In elementary QFT we only really know how to solve free theories. These require quantizing infinitely many harmonic oscillators, which is an easy problem. But the real world is described by interacting theories with Lagrangians like

$\mathcal{L}_{\textrm{QED}} = \overline{\psi}(i\not D-m)\psi - \frac{1}{4}F^2$

in which the fields are mixed up together. The standard way of dealing with these is to write them as

$\mathcal{L} = \mathcal{L}_{\textrm{free}}+\mathcal{L}_{\textrm{int}}$

and then split the path integral as

$\exp(i\int d^4x \mathcal{L}) = \exp(i\int d^4 x \mathcal{L}_{\textrm{free}})(1+i\int d^4x\mathcal{L}_{\textrm{int}}+\dots)$

The first factor explicitly yields free theory propagators. The second factor may now be expanded as a Taylor series in some coupling constant $g$. Often this is trivial since $g$ appears in $\mathcal{L}_{\textrm{int}}$ precisely to first order. For example in QED we have

$\mathcal{L}_{\textrm{int}} = g\overline{\psi}\gamma^{\mu}\psi$

with $g$ being the electric charge. This means that the perturbation expansion is exactly the usual exponential series.

At present it looks like perturbation theory must capture all information in a QFT, provided you sum up all the terms. However, we’ve missed a crucial mathematical point. We’ll view the scattering amplitude $\Gamma$ for a given process as a complex-valued function of a real coupling $g$; that is to say $\Gamma \equiv \Gamma(e)$. We construct this function in (somewhat) trivial way from smooth functions, so it should be smooth.

However, smoothness does not guarantee analyticity! Put another way, we cannot be sure that the Taylor series for $g$ will converge for $g\neq 0$. Even if it does, it’s not guaranteed to converge to the function $\Gamma$ itself. This means that there are effects that lie outside the realm of perturbation theory, even if you could sum every term.

Let’s take an example.

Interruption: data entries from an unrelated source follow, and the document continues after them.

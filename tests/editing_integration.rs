//! Document editing through the public API: structure edits keep sizes
//! balanced and never leave references to cells or images that are gone

use grid_composer::document::ImageFilters;
use grid_composer::layout::resize::is_balanced;
use grid_composer::layout::{Layout, LayoutConfig, LayoutError, LayoutType, Section};
use grid_composer::overlay::CellOverlay;
use grid_composer::style::CellAlignment;
use grid_composer::{
    build_scene, load_document, resolve_cells, ComposeConfig, DocumentState, ImagePoolEntry,
    TextKind, TextLayer,
};
use pretty_assertions::assert_eq;

fn config() -> LayoutConfig {
    LayoutConfig::default()
}

fn grid_2x2() -> DocumentState {
    let mut doc = DocumentState::new();
    doc.set_layout(
        Layout::rows(vec![Section::new(50.0, 2), Section::new(50.0, 2)]),
        &config(),
    );
    doc
}

fn assert_structure_balanced(doc: &DocumentState) {
    let config = config();
    let sizes: Vec<f64> = doc.layout.structure.iter().map(|s| s.size).collect();
    assert!(is_balanced(&sizes, &config), "sections {:?}", sizes);
    for section in &doc.layout.structure {
        assert!(
            is_balanced(&section.sub_sizes, &config),
            "subs {:?}",
            section.sub_sizes
        );
    }
}

#[test]
fn test_cell_count_and_order() {
    let layout = Layout::columns(vec![
        Section::new(30.0, 3),
        Section::new(40.0, 1),
        Section::new(30.0, 2),
    ]);
    let cells = resolve_cells(&layout);
    assert_eq!(cells.len(), 6);
    let order: Vec<(usize, usize)> = cells
        .iter()
        .map(|c| (c.section_index, c.sub_index))
        .collect();
    assert_eq!(order, vec![(0, 0), (0, 1), (0, 2), (1, 0), (2, 0), (2, 1)]);
    assert_eq!(resolve_cells(&layout), cells);
}

#[test]
fn test_remove_image_clears_cell_reference() {
    let mut doc = grid_2x2();
    doc.add_image(ImagePoolEntry::new("a", "a.jpg"));
    doc.add_image(ImagePoolEntry::new("b", "b.jpg"));
    assert!(doc.assign_image(3, Some("a")));
    assert!(doc.assign_image(1, Some("b")));

    let removed = doc.remove_image("a").expect("image should exist");
    assert_eq!(removed.id, "a");
    assert!(!doc.cell_images.contains_key(&3));
    assert_eq!(doc.cell_images.get(&1).map(String::as_str), Some("b"));
    assert!(doc.cell_images.values().all(|id| doc.image(id).is_some()));
}

#[test]
fn test_assign_rejects_unknown_image_and_cell() {
    let mut doc = grid_2x2();
    doc.add_image(ImagePoolEntry::new("a", "a.jpg"));
    assert!(!doc.assign_image(0, Some("missing")));
    assert!(!doc.assign_image(9, Some("a")));
    assert!(!doc.assign_text(TextKind::Title, Some(4)));
    assert!(doc.cell_images.is_empty());
    assert!(doc.text_cells.is_empty());
}

#[test]
fn test_shrinking_structure_invalidates_references() {
    let mut doc = grid_2x2();
    doc.add_image(ImagePoolEntry::new("a", "a.jpg"));
    doc.assign_image(0, Some("a"));
    doc.assign_image(3, Some("a"));
    doc.assign_text(TextKind::Title, Some(3));
    doc.assign_text(TextKind::BodyText, Some(1));
    doc.set_cell_overlay(2, CellOverlay::disabled());
    doc.set_cell_background(3, "accent");
    doc.set_cell_alignment(
        2,
        CellAlignment {
            text_align: None,
            text_vertical_align: None,
        },
    );

    doc.remove_section(1).expect("Should remove");
    assert_eq!(doc.cell_count(), 2);

    assert_eq!(doc.cell_images.keys().copied().collect::<Vec<_>>(), vec![0]);
    assert_eq!(doc.text_cells.get(&TextKind::Title), None);
    assert_eq!(doc.text_cells.get(&TextKind::BodyText), Some(&1));
    assert!(doc.cell_overlays.is_empty());
    assert!(doc.cell_backgrounds.is_empty());
    assert!(doc.cell_alignments.is_empty());
    assert_eq!(doc.layout.structure[0].size, 100.0);
}

#[test]
fn test_removing_first_section_keeps_later_content_in_place() {
    let mut doc = grid_2x2();
    doc.add_image(ImagePoolEntry::new("a", "a.jpg"));
    doc.add_image(ImagePoolEntry::new("b", "b.jpg"));
    doc.assign_image(0, Some("a"));
    doc.assign_image(3, Some("b"));
    doc.assign_text(TextKind::Cta, Some(2));
    doc.set_cell_background(3, "accent");

    doc.remove_section(0).expect("Should remove");
    assert_eq!(doc.cell_count(), 2);
    assert_eq!(doc.cell_images.get(&1).map(String::as_str), Some("b"));
    assert!(!doc.cell_images.contains_key(&0));
    assert_eq!(doc.text_cells.get(&TextKind::Cta), Some(&0));
    assert_eq!(
        doc.cell_backgrounds.keys().copied().collect::<Vec<_>>(),
        vec![1]
    );
}

#[test]
fn test_fewer_subdivisions_invalidates_references() {
    let mut doc = grid_2x2();
    doc.add_image(ImagePoolEntry::new("a", "a.jpg"));
    doc.assign_image(3, Some("a"));
    doc.assign_image(2, Some("a"));
    doc.set_subdivisions(1, 1, &config()).unwrap();
    assert_eq!(doc.cell_count(), 3);
    assert_eq!(doc.cell_images.keys().copied().collect::<Vec<_>>(), vec![2]);
}

#[test]
fn test_resizes_stay_balanced() {
    let mut doc = DocumentState::new();
    doc.set_layout(
        Layout::rows(vec![
            Section::new(25.0, 3),
            Section::new(25.0, 1),
            Section::new(50.0, 2),
        ]),
        &config(),
    );

    for target in [0.0, 5.0, 33.3, 70.0, 90.0, 150.0] {
        doc.resize_section(0, target, &config()).unwrap();
        assert_structure_balanced(&doc);
        doc.resize_subdivision(0, 1, target, &config()).unwrap();
        assert_structure_balanced(&doc);
    }

    // three siblings: nobody can grow past 100 - 2 * 10
    doc.resize_section(2, 95.0, &config()).unwrap();
    assert!((doc.layout.structure[2].size - 80.0).abs() < 0.1);
}

#[test]
fn test_add_section_equalizes() {
    let mut doc = DocumentState::new();
    doc.set_layout(
        Layout::columns(vec![Section::new(70.0, 1), Section::new(30.0, 1)]),
        &config(),
    );
    let index = doc.add_section(&config()).unwrap();
    assert_eq!(index, 2);
    assert_eq!(doc.cell_count(), 3);
    for section in &doc.layout.structure {
        assert!((section.size - 100.0 / 3.0).abs() < 0.1);
        assert_eq!(section.subdivisions, 1);
        assert_eq!(section.sub_sizes, vec![100.0]);
    }
}

#[test]
fn test_section_limit() {
    let config = LayoutConfig::new().with_max_sections(3);
    let mut doc = DocumentState::new();
    doc.set_layout(
        Layout::rows(vec![Section::new(50.0, 1), Section::new(50.0, 1)]),
        &config,
    );
    doc.add_section(&config).unwrap();
    assert_eq!(
        doc.add_section(&config),
        Err(LayoutError::TooManySections { max: 3 })
    );
}

#[test]
fn test_structure_edits_rejected_on_fullbleed() {
    let mut doc = DocumentState::new();
    assert!(matches!(
        doc.add_section(&config()),
        Err(LayoutError::FullbleedStructure { .. })
    ));
    assert!(matches!(
        doc.resize_section(0, 40.0, &config()),
        Err(LayoutError::FullbleedStructure { .. })
    ));
}

#[test]
fn test_remove_last_section_rejected() {
    let mut doc = DocumentState::new();
    doc.set_layout(Layout::rows(vec![Section::full()]), &config());
    assert_eq!(doc.remove_section(0), Err(LayoutError::LastSection));
    assert!(matches!(
        doc.remove_section(4),
        Err(LayoutError::SectionOutOfRange { .. })
    ));
}

#[test]
fn test_switching_layout_type() {
    let mut doc = DocumentState::new();
    doc.add_image(ImagePoolEntry::new("a", "a.jpg"));
    doc.assign_image(0, Some("a"));

    doc.set_layout_type(LayoutType::Columns, &config());
    assert_eq!(doc.cell_count(), 2);
    assert_eq!(doc.cell_images.get(&0).map(String::as_str), Some("a"));

    doc.assign_image(1, Some("a"));
    doc.set_layout_type(LayoutType::Fullbleed, &config());
    assert_eq!(doc.cell_count(), 1);
    assert!(!doc.cell_images.contains_key(&1));
}

#[test]
fn test_edits_then_rebuild() {
    let source = r#"
[layout]
type = "rows"
structure = [{ size = 50 }, { size = 50, subdivisions = 2 }]

[[images]]
id = "a"
src = "a.jpg"

[cell_images]
"2" = "a"

[text.title]
content = "Title"
"#;
    let mut doc = load_document(source, &ComposeConfig::new()).unwrap();
    assert_eq!(build_scene(&doc).find_text(TextKind::Title).unwrap().0.index(), 2);

    doc.set_subdivisions(1, 1, &config()).unwrap();
    let scene = build_scene(&doc);
    assert_eq!(scene.cells.len(), 2);
    assert!(scene.find_text(TextKind::Title).is_none());

    doc.assign_image(0, Some("a"));
    doc.set_text(TextKind::Title, TextLayer::new("Back"));
    doc.images[0].filters = ImageFilters {
        grayscale: true,
        ..ImageFilters::default()
    };
    let scene = build_scene(&doc);
    let (cell, title) = scene.find_text(TextKind::Title).unwrap();
    assert_eq!((cell.index(), title.content.as_str()), (0, "Back"));
    assert_eq!(
        cell.image.as_ref().unwrap().filters.expression().as_deref(),
        Some("grayscale(100%)")
    );
}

Suppose for instance that $\mathcal{L}_{\textrm{int}}$ has a $1/g^2$ dependence. If you’re balking at this “unphysical” choice, then rest assured that such Lagrangians do crop up. Now try to compute the Taylor expansion around $g = 0$ for $exp(-1/x^2)$. A little thought shows that this is identically zero.

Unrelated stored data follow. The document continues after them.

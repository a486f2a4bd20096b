//! Value types owned by a document: the image pool, text layers, fonts, logo

use std::fmt;

use serde::Deserialize;

use crate::layout::TextAlign;
use crate::overlay::OverlaySettings;

/// How an image fills its cell
#[derive(Debug, Clone, Copy, PartialEq, Eq, Default, Deserialize)]
#[serde(rename_all = "lowercase")]
pub enum ImageFit {
    #[default]
    Cover,
    Contain,
    Fill,
}

impl ImageFit {
    pub fn as_str(&self) -> &'static str {
        match self {
            ImageFit::Cover => "cover",
            ImageFit::Contain => "contain",
            ImageFit::Fill => "fill",
        }
    }
}

/// Focal point of an image in percent of its own size
#[derive(Debug, Clone, Copy, PartialEq, Deserialize)]
pub struct FocalPoint {
    pub x: f64,
    pub y: f64,
}

impl Default for FocalPoint {
    fn default() -> Self {
        Self { x: 50.0, y: 50.0 }
    }
}

/// Per-image color and blur filters; each is independent
#[derive(Debug, Clone, Copy, PartialEq, Deserialize)]
#[serde(default)]
pub struct ImageFilters {
    pub grayscale: bool,
    pub sepia: bool,
    /// Blur radius in pixels
    pub blur: f64,
    /// Contrast in percent, 100 is unchanged
    pub contrast: f64,
    /// Brightness in percent, 100 is unchanged
    pub brightness: f64,
}

impl Default for ImageFilters {
    fn default() -> Self {
        Self {
            grayscale: false,
            sepia: false,
            blur: 0.0,
            contrast: 100.0,
            brightness: 100.0,
        }
    }
}

/// An image in the pool; cells reference it by id
#[derive(Debug, Clone, PartialEq)]
pub struct ImagePoolEntry {
    pub id: String,
    pub src: String,
    pub name: String,
    pub fit: ImageFit,
    pub position: FocalPoint,
    pub filters: ImageFilters,
    pub overlay: OverlaySettings,
}

impl ImagePoolEntry {
    pub fn new(id: impl Into<String>, src: impl Into<String>) -> Self {
        let id = id.into();
        Self {
            name: id.clone(),
            id,
            src: src.into(),
            fit: ImageFit::default(),
            position: FocalPoint::default(),
            filters: ImageFilters::default(),
            overlay: OverlaySettings::default(),
        }
    }

    pub fn with_name(mut self, name: impl Into<String>) -> Self {
        self.name = name.into();
        self
    }

    pub fn with_overlay(mut self, overlay: OverlaySettings) -> Self {
        self.overlay = overlay;
        self
    }

    pub fn with_filters(mut self, filters: ImageFilters) -> Self {
        self.filters = filters;
        self
    }
}

/// The six fixed text layers, in stacking order
#[derive(Debug, Clone, Copy, PartialEq, Eq, PartialOrd, Ord, Hash)]
pub enum TextKind {
    Title,
    Tagline,
    BodyHeading,
    BodyText,
    Cta,
    Footnote,
}

impl TextKind {
    pub const ALL: [TextKind; 6] = [
        TextKind::Title,
        TextKind::Tagline,
        TextKind::BodyHeading,
        TextKind::BodyText,
        TextKind::Cta,
        TextKind::Footnote,
    ];

    pub fn as_str(&self) -> &'static str {
        match self {
            TextKind::Title => "title",
            TextKind::Tagline => "tagline",
            TextKind::BodyHeading => "body_heading",
            TextKind::BodyText => "body_text",
            TextKind::Cta => "cta",
            TextKind::Footnote => "footnote",
        }
    }

    /// Parse a layer id; accepts both `body_heading` and `bodyHeading` spellings
    pub fn from_id(id: &str) -> Option<TextKind> {
        match id {
            "title" => Some(TextKind::Title),
            "tagline" => Some(TextKind::Tagline),
            "body_heading" | "bodyHeading" => Some(TextKind::BodyHeading),
            "body_text" | "bodyText" => Some(TextKind::BodyText),
            "cta" => Some(TextKind::Cta),
            "footnote" => Some(TextKind::Footnote),
            _ => None,
        }
    }

    /// Whether this layer is set in the heading font
    pub fn uses_heading_font(&self) -> bool {
        matches!(
            self,
            TextKind::Title | TextKind::Tagline | TextKind::BodyHeading | TextKind::Cta
        )
    }

    /// Font size in pixels on a 1080px reference canvas
    pub fn default_size(&self) -> f64 {
        match self {
            TextKind::Title => 72.0,
            TextKind::Tagline => 36.0,
            TextKind::BodyHeading => 40.0,
            TextKind::BodyText => 24.0,
            TextKind::Cta => 28.0,
            TextKind::Footnote => 16.0,
        }
    }
}

impl fmt::Display for TextKind {
    fn fmt(&self, f: &mut fmt::Formatter<'_>) -> fmt::Result {
        write!(f, "{}", self.as_str())
    }
}

/// One text layer's content and styling
#[derive(Debug, Clone, PartialEq)]
pub struct TextLayer {
    pub content: String,
    pub visible: bool,
    /// Color reference; `None` uses the placement's default color
    pub color: Option<String>,
    /// Font size in pixels on a 1080px reference canvas; `None` uses the kind's default
    pub size: Option<f64>,
    pub bold: bool,
    pub italic: bool,
    /// Letter spacing in em
    pub letter_spacing: f64,
    /// `None` inherits from the cell, then the layout
    pub text_align: Option<TextAlign>,
}

impl TextLayer {
    /// A visible layer with default styling
    pub fn new(content: impl Into<String>) -> Self {
        Self {
            content: content.into(),
            visible: true,
            color: None,
            size: None,
            bold: false,
            italic: false,
            letter_spacing: 0.0,
            text_align: None,
        }
    }

    pub fn with_color(mut self, color: impl Into<String>) -> Self {
        self.color = Some(color.into());
        self
    }

    pub fn with_align(mut self, align: TextAlign) -> Self {
        self.text_align = Some(align);
        self
    }

    pub fn hidden(mut self) -> Self {
        self.visible = false;
        self
    }

    /// Visible with non-blank content
    pub fn renders(&self) -> bool {
        self.visible && !self.content.trim().is_empty()
    }
}

/// Font families for headings and body copy
#[derive(Debug, Clone, PartialEq, Eq)]
pub struct Fonts {
    pub heading: String,
    pub body: String,
}

impl Default for Fonts {
    fn default() -> Self {
        Self {
            heading: "Inter".to_string(),
            body: "Inter".to_string(),
        }
    }
}

/// Where the logo sits on the canvas
#[derive(Debug, Clone, Copy, PartialEq, Eq, Default, Deserialize)]
#[serde(rename_all = "kebab-case")]
pub enum LogoPosition {
    TopLeft,
    TopRight,
    BottomLeft,
    #[default]
    BottomRight,
    Center,
}

impl LogoPosition {
    pub fn as_str(&self) -> &'static str {
        match self {
            LogoPosition::TopLeft => "top-left",
            LogoPosition::TopRight => "top-right",
            LogoPosition::BottomLeft => "bottom-left",
            LogoPosition::BottomRight => "bottom-right",
            LogoPosition::Center => "center",
        }
    }
}

/// A logo image placed over the whole composition
#[derive(Debug, Clone, PartialEq)]
pub struct Logo {
    pub src: String,
    pub position: LogoPosition,
    /// Edge length in percent of the canvas's shorter side
    pub size: f64,
}

impl Logo {
    pub fn new(src: impl Into<String>) -> Self {
        Self {
            src: src.into(),
            position: LogoPosition::default(),
            size: 12.0,
        }
    }
}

Such non-perturbative effects require new approaches. One fruitful method involves solving the full theory classically then then considering quantum perturbations around such solutions. For Yang-Mills theories in particular this yields the notion of an instanton.

Finally let’s go back to QED and work out whether we should see non-perturbative effects there. Although not immediately as obvious as the simple $1/g^2$ example, one can argue that the perturbation series has $0$ radius of convergence. We follow Dyson and observe that if the radius of convergence were not zero, we’d be able to “reverse” the electric field by flipping the sign of $g$. This would render the vacuum unstable against decays into electrons and positrons, since these would repel rather than annihilate within a “Heisenberg allowed” time period. To rule out this option, we must take $g = 0$ formally.

This argument is not mathematically rigorous, and I don’t know whether one can make it so. Please comment if you know! Thankfully there’s a more modern perspective that sheds new light. We can view the sickness in QED in the context of Wilsonian renormalization. In particular, the theory has no well-defined high energy limit, as the coupling constants flow to infinite values at finite energy. This Landau pole behaviour is perhaps evidence that non-perturbative effects rule high energy QED. Again, I don’t whether this argument can be made watertight, so please take a rain-cheque on that one!